The motorsports park will be built on about 184 acres at Grimes Road and Porter Pike.

The plan comes with six conditions of approval, most of which will have to be fulfilled before a certificate of occupancy can be issued.

Those conditions include constructing a left turning lane from Porter Pike into Grimes Road, re-establishing some portions of a required vegetative buffer along Interstate 65, extending an earthen berm intended to mitigate noise, recording a plat to consolidate the tracts of land within the motorsports park and getting an approved variance for a proposed freestanding sign along I-65.

Proposed parking also needs to be shown with the application for a building permit, according to the conditions.

Wendell Strode, executive director of the museum, asked to eliminate the conditions requiring the vegetative buffer and extension of the berm.

Strode said he never felt like the language in the binding elements required the construction of berms to mitigate noise for nearby properties, only that the park wouldn’t create a substantial increase in noise.

A noise study concluded that the motorsports park wouldn’t create a substantial increase in noise over the noise already created by I-65, he said.

The berm was created because excess soil was available, Strode said. Other aspects of the plan – including a concrete wall and buildings – will also help mitigate noise.

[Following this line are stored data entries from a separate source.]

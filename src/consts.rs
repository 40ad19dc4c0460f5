//! Kernel constants that are not exported by nix or the libc bindings.
//!
//! si_codes: <https://elixir.bootlin.com/linux/v6.13.1/source/include/uapi/asm-generic/siginfo.h#L227>

/// Sent by the kernel, an `int3` on x86
pub const SI_KERNEL: i32 = 0x80;

/// `SIGTRAP` si_code of a breakpoint instruction on architectures that report it
pub const TRAP_BRKPT: i32 = 0x1;

// ---------------- register sets ------------------------------------------------------------------

/// `PTRACE_GETREGSET` note type of the xsave area
pub const NT_X86_XSTATE: i32 = 0x202;

/// Upper bound for the xsave area the kernel hands out
pub const XSTATE_MAX_SIZE: usize = 4096;

/// Size of the legacy fxsave area (`user_fpregs_struct`)
pub const FXSAVE_SIZE: usize = 512;

/// Offset of the first debug register in `struct user`, see arch/x86/kernel/ptrace.c
pub const DEBUG_REG_USER_OFFSET: usize = 848;

/// Number of debug registers in `struct user`
pub const DEBUG_REG_COUNT: usize = 8;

“We feel like we have gone above and beyond,” he said. 

Strode also said he doesn’t see the logic of a vegetative buffer to help screen the park from view from I-65.

“We’re certainly hoping that we can move forward without having to have a motorsports park over there that no one can see from I-65,” he said.

The detailed development plan eventually passed with all the conditions in place, but Steve Hunter, executive director of the planning commission, said that amendments might be offered to the existing binding elements at another time.

The planning commission also approved a change to binding elements on a piece of property at 603 Old Morgantown Road to allow the sale of alcohol by the drink.

It is the home of Gianni’s Restaurant and Store. Owners Redo and Rasema Salkic proposed language that would have allowed for the sale of package or by-the-drink alcohol sales, but changed that language during the meeting at the request of a neighbor to the property.

Valerie Sharber, who lives across the street from the restaurant, requested the change.

“I understand the problems that they’re having with the restaurant, and I understand the liquor by the drink,” she said. “I’m not opposed to the liquor by the drink because it is a restaurant and I understand who they’re trying to compete with. I do oppose package.”

Sharber said she doesn’t want packaged liquor to be sold at the store that is currently part of the restaurant or by anyone else who might take over the property in the future.

Attorney Robert Chaudoin, who represented the Salkics, said it’s natural for customers to expect to be able to order German beer and wine at the German restaurant.

“Their customers have demanded that on a routine basis,” he said.

He said that, without a change, the restaurant will likely go out of business soon.

The measure was passed by the planning commission on a vote of 9-1 with Commissioner Albert Rich voting no.

Redo Salkic said allowing the business to sell alcohol will help prevent him from going bankrupt and he said he appreciates his neighbors.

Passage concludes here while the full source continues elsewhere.